EXERCISE INPUTS:
|---|
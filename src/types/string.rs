/// Binary-safe string value.
#[derive(Debug, Clone, Default)]
pub struct Str {
    data: Vec<u8>,
}

impl Str {
    pub fn new(data: Vec<u8>) -> Self {
        Str { data }
    }

    pub fn from_i64(n: i64) -> Self {
        Str {
            data: n.to_string().into_bytes(),
        }
    }

    pub fn as_bytes(&self) -> &[u8] {
        &self.data
    }

    pub fn len(&self) -> usize {
        self.data.len()
    }

    pub fn is_empty(&self) -> bool {
        self.data.is_empty()
    }

    pub fn set(&mut self, data: Vec<u8>) {
        self.data = data;
    }

    /// Append bytes, returning the new length.
    pub fn append(&mut self, data: &[u8]) -> usize {
        self.data.extend_from_slice(data);
        self.data.len()
    }

    /// Parse the value as a signed 64-bit integer.
    pub fn as_i64(&self) -> Option<i64> {
        std::str::from_utf8(&self.data)
            .ok()
            .and_then(|s| s.parse::<i64>().ok())
    }

    /// Add `delta` to the integer form of the value, rewriting it in place.
    /// Fails if the value is not an integer or the addition overflows.
    pub fn incr_by(&mut self, delta: i64) -> Option<i64> {
        let next = self.as_i64()?.checked_add(delta)?;
        self.data = next.to_string().into_bytes();
        Some(next)
    }
}

#[cfg(test)]
mod tests {
    use super::*;

    #[test]
    fn incr_rewrites_the_stored_bytes() {
        let mut s = Str::new(b"41".to_vec());
        assert_eq!(s.incr_by(1), Some(42));
        assert_eq!(s.as_bytes(), b"42");
    }

    #[test]
    fn incr_rejects_non_numeric() {
        let mut s = Str::new(b"not a number".to_vec());
        assert_eq!(s.incr_by(1), None);
        assert_eq!(s.as_bytes(), b"not a number");
    }

    #[test]
    fn incr_rejects_overflow() {
        let mut s = Str::from_i64(i64::MAX);
        assert_eq!(s.incr_by(1), None);
    }
}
|---|
WHAT NEEDS TO BE DONE: State the count of lines in the preceding listing that include the string "number". No other words belong in the answer.

WRITTEN SOLUTION: 2